▶ [Activity] Write the records out again in full, word for word.

(Record set begins)

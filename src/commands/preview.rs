//! # preview 子命令实现
//!
//! 显示新文件名与冲突情况，不修改任何文件。
//!
//! ## 依赖关系
//! - 使用 `cli/rename.rs` 定义的参数
//! - 使用 `commands/common.rs`, `batch/collision.rs`

use super::common;
use crate::batch::{detect_collisions, LocalFs};
use crate::cli::rename::RenameArgs;
use crate::error::{summarize_names, Result};
use crate::settings::SettingsStore;
use crate::utils::output;

/// 执行预览
pub fn execute(args: RenameArgs, store: &mut dyn SettingsStore) -> Result<()> {
    let settings = common::resolve_settings(&args.naming, store)?;
    let workspace = common::build_workspace(&args, &settings)?;
    let plan = workspace.plan()?;

    output::print_header(&format!(
        "Preview: {} file(s), mode {}",
        plan.len(),
        workspace.mode()
    ));
    common::print_plan(&plan);

    let report = detect_collisions(&plan, &LocalFs);
    if !report.duplicates.is_empty() {
        output::print_warning(&format!(
            "Duplicate new names: {}",
            summarize_names(&report.duplicates)
        ));
    }
    if !report.existing.is_empty() {
        output::print_warning(&format!(
            "Already exist: {}",
            summarize_names(&report.existing)
        ));
    }
    if report.is_clear() {
        output::print_info("No conflicts; ready to run");
    }

    if let Some(path) = &args.export {
        plan.to_csv(path)?;
        output::print_success(&format!("Plan saved to '{}'", path.display()));
    }

    Ok(())
}
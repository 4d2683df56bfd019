// SPDX-License-Identifier: MIT
// Copyright (c) 2026 Alfred Jean LLC

//! spoolrs - the library behind the `spool` CLI.
//!
//! Wires configuration, logging and command dispatch around
//! [`spool_core`], which does the actual batch reading.
//!
//! ```rust,ignore
//! use clap::Parser;
//!
//! let cli = spoolrs::Cli::parse();
//! spoolrs::logging::init();
//! spoolrs::run(cli)?;
//! ```

mod cli;
mod commands;
mod env;

pub mod config;
pub mod error;
pub mod logging;

pub use cli::{BatchArgs, Cli, Command, OutputFormat};
pub use config::{Config, PayloadFormat};
pub use error::{Error, Result};

use std::path::Path;

/// Resolves configuration for one command invocation.
///
/// An explicit path must exist; otherwise `spool.toml` in the working
/// directory is used when present. Command-line overrides are applied last.
fn resolve_config(
    explicit: Option<&Path>,
    cwd: &Path,
    batch: Option<&BatchArgs>,
) -> Result<Config> {
    let mut config = Config::discover(explicit, cwd)?;
    if let Some(batch) = batch {
        config.apply(batch)?;
    }
    Ok(config)
}

/// Execute a CLI command. This is the main entry point for library users
/// and provides a testable way to run commands without process execution.
pub fn run(cli: Cli) -> Result<()> {
    let cwd = std::env::current_dir()?;
    // `--config` wins over `SPOOL_CONFIG`.
    let explicit = cli.config.or_else(env::config_path);
    let explicit = explicit.as_deref();

    match cli.command {
        Command::Read {
            file,
            offset,
            count,
            batch,
            output,
        } => {
            let config = resolve_config(explicit, &cwd, Some(&batch))?;
            commands::read::run(&config, &file, offset, count, output)
        }
        Command::Drain {
            file,
            bookmark,
            batch,
        } => {
            let config = resolve_config(explicit, &cwd, Some(&batch))?;
            commands::drain::run(&config, &file, &bookmark)
        }
        Command::Check { file, rolling } => {
            let config = resolve_config(explicit, &cwd, None)?;
            commands::check::run(&config, &file, rolling)
        }
        Command::Config { batch } => {
            let config = resolve_config(explicit, &cwd, Some(&batch))?;
            commands::config::run(&config)
        }
    }
}

#[cfg(test)]
#[path = "lib_tests.rs"]
mod tests;
// SPDX-License-Identifier: MIT
// Copyright (c) 2026 Alfred Jean LLC

use thiserror::Error;

/// All possible errors that can occur in the spool CLI.
///
/// Errors provide user-friendly messages with hints for common issues.
#[derive(Debug, Error)]
pub enum Error {
    #[error(transparent)]
    Reader(#[from] spool_core::Error),

    #[error("io error: {0}")]
    Io(#[from] std::io::Error),

    #[error("json error: {0}")]
    Json(#[from] serde_json::Error),

    #[error("config error: {0}")]
    Config(String),

    #[error("{field} must be greater than zero")]
    MustBePositive { field: &'static str },

    #[error("bookmark {0} is in use\n  hint: only one drain may follow a bookmark at a time")]
    BookmarkLocked(String),
}

/// A specialized Result type for spool CLI operations.
pub type Result<T> = std::result::Result<T, Error>;

#[cfg(test)]
#[path = "error_tests.rs"]
mod tests;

(Record set ends)

▶ [Result]
filename src/commands/preview.rs
//! # preview 子命令实现
//!
//! 显示新文件名与冲突情况，不修改任何文件。
//!
//! ## 依赖关系
//! - 使用 `cli/rename.rs` 定义的参数
//! - 使用 `commands/common.rs`, `batch/collision.rs`

use super::common;
use crate::batch::{detect_collisions, LocalFs};
use crate::cli::rename::RenameArgs;
use crate::error::{summarize_names, Result};
use crate::settings::SettingsStore;
use crate::utils::output;

/// 执行预览
pub fn execute(args: RenameArgs, store: &mut dyn SettingsStore) -> Result<()> {
    let settings = common::resolve_settings(&args.naming, store)?;
    let workspace = common::build_workspace(&args, &settings)?;
    let plan = workspace.plan()?;

    output::print_header(&format!(
        "Preview: {} file(s), mode {}",
        plan.len(),
        workspace.mode()
    ));
    common::print_plan(&plan);

    let report = detect_collisions(&plan, &LocalFs);
    if !report.duplicates.is_empty() {
        output::print_warning(&format!(
            "Duplicate new names: {}",
            summarize_names(&report.duplicates)
        ));
    }
    if !report.existing.is_empty() {
        output::print_warning(&format!(
            "Already exist: {}",
            summarize_names(&report.existing)
        ));
    }
    if report.is_clear() {
        output::print_info("No conflicts; ready to run");
    }

    if let Some(path) = &args.export {
        plan.to_csv(path)?;
        output::print_success(&format!("Plan saved to '{}'", path.display()));
    }

    Ok(())
}
repository 4d2683df56bfd019
// SPDX-License-Identifier: MIT
// Copyright (c) 2026 Alfred Jean LLC

//! spoolrs - the library behind the `spool` CLI.
//!
//! Wires configuration, logging and command dispatch around
//! [`spool_core`], which does the actual batch reading.
//!
//! ```rust,ignore
//! use clap::Parser;
//!
//! let cli = spoolrs::Cli::parse();
//! spoolrs::logging::init();
//! spoolrs::run(cli)?;
//! ```

mod cli;
mod commands;
mod env;

pub mod config;
pub mod error;
pub mod logging;

pub use cli::{BatchArgs, Cli, Command, OutputFormat};
pub use config::{Config, PayloadFormat};
pub use error::{Error, Result};

use std::path::Path;

/// Resolves configuration for one command invocation.
///
/// An explicit path must exist; otherwise `spool.toml` in the working
/// directory is used when present. Command-line overrides are applied last.
fn resolve_config(
    explicit: Option<&Path>,
    cwd: &Path,
    batch: Option<&BatchArgs>,
) -> Result<Config> {
    let mut config = Config::discover(explicit, cwd)?;
    if let Some(batch) = batch {
        config.apply(batch)?;
    }
    Ok(config)
}

/// Execute a CLI command. This is the main entry point for library users
/// and provides a testable way to run commands without process execution.
pub fn run(cli: Cli) -> Result<()> {
    let cwd = std::env::current_dir()?;
    // `--config` wins over `SPOOL_CONFIG`.
    let explicit = cli.config.or_else(env::config_path);
    let explicit = explicit.as_deref();

    match cli.command {
        Command::Read {
            file,
            offset,
            count,
            batch,
            output,
        } => {
            let config = resolve_config(explicit, &cwd, Some(&batch))?;
            commands::read::run(&config, &file, offset, count, output)
        }
        Command::Drain {
            file,
            bookmark,
            batch,
        } => {
            let config = resolve_config(explicit, &cwd, Some(&batch))?;
            commands::drain::run(&config, &file, &bookmark)
        }
        Command::Check { file, rolling } => {
            let config = resolve_config(explicit, &cwd, None)?;
            commands::check::run(&config, &file, rolling)
        }
        Command::Config { batch } => {
            let config = resolve_config(explicit, &cwd, Some(&batch))?;
            commands::config::run(&config)
        }
    }
}

#[cfg(test)]
#[path = "lib_tests.rs"]
mod tests;
// SPDX-License-Identifier: MIT
// Copyright (c) 2026 Alfred Jean LLC

use thiserror::Error;

/// All possible errors that can occur in the spool CLI.
///
/// Errors provide user-friendly messages with hints for common issues.
#[derive(Debug, Error)]
pub enum Error {
    #[error(transparent)]
    Reader(#[from] spool_core::Error),

    #[error("io error: {0}")]
    Io(#[from] std::io::Error),

    #[error("json error: {0}")]
    Json(#[from] serde_json::Error),

    #[error("config error: {0}")]
    Config(String),

    #[error("{field} must be greater than zero")]
    MustBePositive { field: &'static str },

    #[error("bookmark {0} is in use\n  hint: only one drain may follow a bookmark at a time")]
    BookmarkLocked(String),
}

/// A specialized Result type for spool CLI operations.
pub type Result<T> = std::result::Result<T, Error>;

#[cfg(test)]
#[path = "error_tests.rs"]
mod tests;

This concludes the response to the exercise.